[PATCH v11 00/19] arm: KGDB NMI/FIQ support
Daniel Thompson
daniel.thompson at linaro.org
Wed Sep 3 03:30:16 PDT 2014
On 03/09/14 11:06, Thomas Gleixner wrote:
> On Wed, 3 Sep 2014, Daniel Thompson wrote:
>> On 03/09/14 00:02, Thomas Gleixner wrote:
>>> The use case you are looking for is the most irrelevant of all. Just
>>> because KGDB is on some managerial "must have items" checklist does
>>> not make it useful.
>>
>> The FIQ based interactive debugger use case is fairly common on Android,
>> especially for Nexus devices (they have an out-of-tree debugger similar
>> to kdb for this).
>>
>> I think it finds favour there because during the development phases
>> where the console is unplugged to allow developers to go walkabout live
>> with a prototype phone. The interactive debugger is used for
>> post-morteming when something breaks. At this stage of development are
>> reluctant to expose/consume hardware resources (JTAG pins, RAM, FLASH)
>> for JTAG or kexec/kdump post-mortems.
>
> If things are common and favoured for whatever reasons, that does not
> make them a proper solution per se.
>
> I rather have a kexec debug kernel started if my production/test
> kernel explodes than hooking up a lousy debugger via serial, but thats
> a matter of taste and reason.
>
>>> The only relevant use cases of FIQs are the same as those of NMIs on
>>> x86:
>>>
>>> - Watchdog to detect stuck cpus and issue stack traces
>>
>> Russell put together a quick 'n dirty version of the NMI stack trace
>> code based on a subset of my patchset. Based on his feedback, later
>> revisions of my patchset are structured to simplify adding this code.
>
> And I still say, that this is the first use case which should be
> provided as it is simple enough, immediately usefull and testable for
> everyone.
>
> So, really what I want to see in the first place is a minimalistic
> patch series which
>
> 1) Implements the core infrastructure for FIQ support
>
> 2) Converts a single interrupt controller to play with #1
>
> 3) Provides the simplest useful use case using #1
>
> That's at max 5 patches, which are easy enough to review, and not a
> patch series which changes the world and some more in one go.
Ok. I'll look into this.
> We need to get the design and the infrastructure right in the first
> place. What I've seen so far is just a complete lack of design. If you
> take off your KGDB blinkers, you might notice that yourself.

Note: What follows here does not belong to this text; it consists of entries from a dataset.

/// Pairs each configuration with the scope it binds.
fn scoped_targets(config: InitConfig) -> DocumentStoreResult<Vec<(Option<String>, ConnectionConfig)>> {
    match config {
        InitConfig::Single(config) => Ok(vec![(None, config)]),
        InitConfig::Many(configs) => {
            let mut targets: Vec<(Option<String>, ConnectionConfig)> = Vec::with_capacity(configs.len());

            for config in configs {
                let Some(id) = config.id.clone() else {
                    return Err(DocumentStoreError::Initialization(format!(
                        "connection to {} has no id",
                        config.host
                    )));
                };

                if targets.iter().any(|(scope, _)| scope.as_deref() == Some(&id)) {
                    return Err(DocumentStoreError::Initialization(format!(
                        "connection id {id} is listed twice"
                    )));
                }

                targets.push((Some(id), config));
            }

            Ok(targets)
        }
    }
}

#[cfg(test)]
mod tests {
    use super::*;
    use crate::{
        schema::Schema,
        testing::{CountingConnector, SLOW_CONNECT, Warnings},
    };
    use std::{sync::atomic::Ordering, time::Duration};
    use tokio::time::timeout;

    fn registry() -> (ConnectionRegistry, Arc<CountingConnector>) {
        let connector = Arc::new(CountingConnector::default());
        (ConnectionRegistry::new(connector.clone()), connector)
    }

    fn orders() -> Datastore {
        Datastore::new("Orders", Schema::default())
    }

    const PATIENCE: Duration = Duration::from_millis(50);

    #[tokio::test]
    async fn registering_twice_keeps_the_first_instance_and_warns() {
        let (warnings, _guard) = Warnings::capture();
        let (registry, _) = registry();
        let first = Arc::new(orders());

        assert!(registry.register_datastore(first.clone(), None).await.unwrap());
        assert!(warnings.messages().is_empty());
        assert!(!registry.register_datastore(orders(), None).await.unwrap());
        assert_eq!(warnings.messages(), vec!["datastore already registered".to_string()]);

        registry.init(ConnectionConfig::new("mem://primary")).await.unwrap();
        let found = registry.get_datastore("Orders").await.unwrap();

        assert!(Arc::ptr_eq(&found, &first));
        assert!(found.is_bound().await);
    }

    #[tokio::test]
    async fn lookup_before_init_resolves_once_bound() {
        let (registry, _) = registry();
        registry.register_datastore(orders(), None).await.unwrap();

        let lookup = registry.get_datastore("Orders");
        tokio::pin!(lookup);
        assert!(timeout(PATIENCE, &mut lookup).await.is_err());

        registry.init(ConnectionConfig::new("mem://primary")).await.unwrap();

        let found = timeout(PATIENCE, lookup).await.unwrap().unwrap();
        assert!(found.is_bound().await);
        assert_eq!(registry.connection_status(None).await, ConnectionStatus::Ready);
    }

    #[tokio::test]
    async fn unknown_names_stay_pending_after_init() {
        let (registry, _) = registry();
        registry.register_datastore(orders(), None).await.unwrap();
        registry.init(ConnectionConfig::new("mem://primary")).await.unwrap();

        assert!(timeout(PATIENCE, registry.get_datastore("Invoices")).await.is_err());
    }

    #[tokio::test]
    async fn late_global_registration_binds_and_resolves() {
        let (registry, _) = registry();
        registry.init(ConnectionConfig::new("mem://primary")).await.unwrap();

        let lookup = registry.get_datastore("Orders");
        tokio::pin!(lookup);
        assert!(timeout(PATIENCE, &mut lookup).await.is_err());

        registry.register_datastore(orders(), None).await.unwrap();

        assert!(timeout(PATIENCE, lookup).await.unwrap().is_ok());
    }

    #[tokio::test]
    async fn named_connections_bind_their_own_registrations() {
        let (registry, connector) = registry();
        registry.register_datastore(orders(), Some("eu")).await.unwrap();
        registry
            .register_datastore(Datastore::new("Invoices", Schema::default()), Some("us"))
            .await
            .unwrap();

        registry
            .init(vec![
                ConnectionConfig::new("mem://eu").with_id("eu"),
                ConnectionConfig::new("mem://us").with_id("us"),
            ])
            .await
            .unwrap();

        assert_eq!(connector.attempts.load(Ordering::SeqCst), 2);
        assert!(registry.get_datastore("Orders").await.unwrap().is_bound().await);
        assert!(registry.get_datastore("Invoices").await.unwrap().is_bound().await);
        assert_eq!(registry.connection_status(None).await, ConnectionStatus::Uninitialized);
        assert_eq!(registry.connection_status(Some("eu")).await, ConnectionStatus::Ready);
    }

    #[tokio::test]
    async fn late_scoped_registration_binds_immediately() {
        let (registry, _) = registry();
        registry
            .init(vec![ConnectionConfig::new("mem://eu").with_id("eu")])
            .await
            .unwrap();

        registry.register_datastore(orders(), Some("eu")).await.unwrap();

        let found = timeout(PATIENCE, registry.get_datastore("Orders")).await.unwrap().unwrap();
        assert!(found.is_bound().await);
    }

    #[tokio::test]
    async fn listed_configurations_need_ids() {
        let (registry, connector) = registry();

        let result = registry
            .init(vec![
                ConnectionConfig::new("mem://eu").with_id("eu"),
                ConnectionConfig::new("mem://anonymous"),
            ])
            .await;

        assert!(matches!(result, Err(DocumentStoreError::Initialization(_))));
        assert_eq!(connector.attempts.load(Ordering::SeqCst), 0);
    }

    #[tokio::test]
    async fn failed_connection_is_reported_and_others_still_bind() {
        let (registry, _) = registry();
        registry.register_datastore(orders(), Some("eu")).await.unwrap();

        let result = registry
            .init(vec![
                ConnectionConfig::new("mem://eu").with_id("eu"),
                ConnectionConfig::new("down://us").with_id("us"),
            ])
            .await;

        assert!(matches!(result, Err(DocumentStoreError::Initialization(_))));
        assert_eq!(registry.connection_status(Some("us")).await, ConnectionStatus::Uninitialized);
        assert_eq!(registry.connection_status(Some("eu")).await, ConnectionStatus::Ready);
        assert!(registry.get_datastore("Orders").await.is_ok());
    }

    #[tokio::test]
    async fn fast_scope_binds_without_waiting_for_slow_ones() {
        let (registry, _) = registry();
        registry.register_datastore(orders(), Some("eu")).await.unwrap();

        let (init, (found, us_status)) = tokio::join!(
            registry.init(vec![
                ConnectionConfig::new("mem://eu").with_id("eu"),
                ConnectionConfig::new("slow://us").with_id("us"),
            ]),
            async {
                let found = timeout(SLOW_CONNECT / 4, registry.get_datastore("Orders")).await;
                (found, registry.connection_status(Some("us")).await)
            },
        );

        assert!(found.unwrap().unwrap().is_bound().await);
        assert_eq!(us_status, ConnectionStatus::Connecting);
        init.unwrap();
        assert_eq!(registry.connection_status(Some("us")).await, ConnectionStatus::Ready);
    }
}
//! A data-access layer that binds named datastores to document-store
//! connections.
//!
//! This crate is the core of the docbind project and provides:
//!
//! - **Query options** ([`options`]) - Condition, pagination/sort, projection and populate aspects
//! - **Query composition** ([`compose`]) - Turns options into exactly one store query
//! - **Datastores** ([`datastore`]) - Named, schema-carrying handles with fetch/write operations
//! - **Middleware** ([`middleware`]) - Create, pre-check and post-check hooks
//! - **Connection registry** ([`registry`]) - Primary and named connections, deferred lookups
//! - **Store-access interface** ([`backend`]) - Traits implemented by storage backends
//! - **Filters** ([`query`]) - Filter expressions, sort keys and the query visitor
//! - **Configuration** ([`config`]) - Serde connection settings
//! - **Error handling** ([`error`]) - The shared error and result types
//!
//! # Example
//!
//! ```ignore
//! use docbind::prelude::*;
//! use docbind::memory::InMemoryConnector;
//!
//! let registry = ConnectionRegistry::new(Arc::new(InMemoryConnector::new()));
//! registry.register_datastore(Datastore::new("Orders", Schema::default()), None).await?;
//! registry.init(ConnectionConfig::new("mem://shop")).await?;
//!
//! let orders = registry.get_datastore("Orders").await?;
//! let all = orders.fetch_many(QueryOptions::new()).await?;
//! ```

#[allow(unused_extern_crates)]
extern crate self as docbind_core;

pub mod backend;
pub mod compose;
pub mod config;
pub mod datastore;
pub mod entity;
pub mod error;
pub mod factory;
pub mod middleware;
pub mod options;
pub mod page;
pub mod populate;
pub mod query;
pub mod registry;
pub mod schema;

#[cfg(test)]
mod testing;
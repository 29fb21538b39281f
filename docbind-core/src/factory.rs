//! Ad-hoc datastores created by name at runtime.

use mea::mutex::Mutex;
use std::{collections::HashMap, sync::Arc};

use crate::{
    datastore::Datastore,
    error::DocumentStoreResult,
    registry::ConnectionRegistry,
    schema::Schema,
};

/// Creates datastores on demand and caches them by name.
///
/// The first request for a name registers a datastore globally on the
/// registry and waits for the primary connection to bind it. Later requests
/// return the cached instance and ignore the schema.
#[derive(Debug)]
pub struct DatastoreFactory {
    registry: Arc<ConnectionRegistry>,
    cache: Mutex<HashMap<String, Arc<Datastore>>>,
}

impl DatastoreFactory {
    pub fn new(registry: Arc<ConnectionRegistry>) -> Self {
        Self {
            registry,
            cache: Mutex::new(HashMap::new()),
        }
    }

    pub async fn datastore(&self, name: &str, schema: Schema) -> DocumentStoreResult<Arc<Datastore>> {
        {
            let mut cache = self.cache.lock().await;

            if let Some(datastore) = cache.get(name)
                && datastore.is_bound().await
            {
                return Ok(datastore.clone());
            }

            if !cache.contains_key(name) {
                let datastore = Arc::new(Datastore::new(name, schema));
                if self.registry.register_datastore(datastore.clone(), None).await? {
                    cache.insert(name.to_owned(), datastore);
                }
            }
        }

        // Parks until the primary connection binds it.
        let datastore = self.registry.get_datastore(name).await?;
        self.cache
            .lock()
            .await
            .entry(name.to_owned())
            .or_insert_with(|| datastore.clone());

        Ok(datastore)
    }
}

Good point. I have tried shrinking the patchset previously but I ended
up splitting it by sub-system rather than simplifying the use-case.
The guess the effect of shrinking the patchset in this way was more to
shrink the pool of likely reviewers than to shrink the size of the
problem... Clearly not a good idea (and not intentional on my part).
> As I said before:
>
>>> KGDB falls into place once you solved the above.
I hope so...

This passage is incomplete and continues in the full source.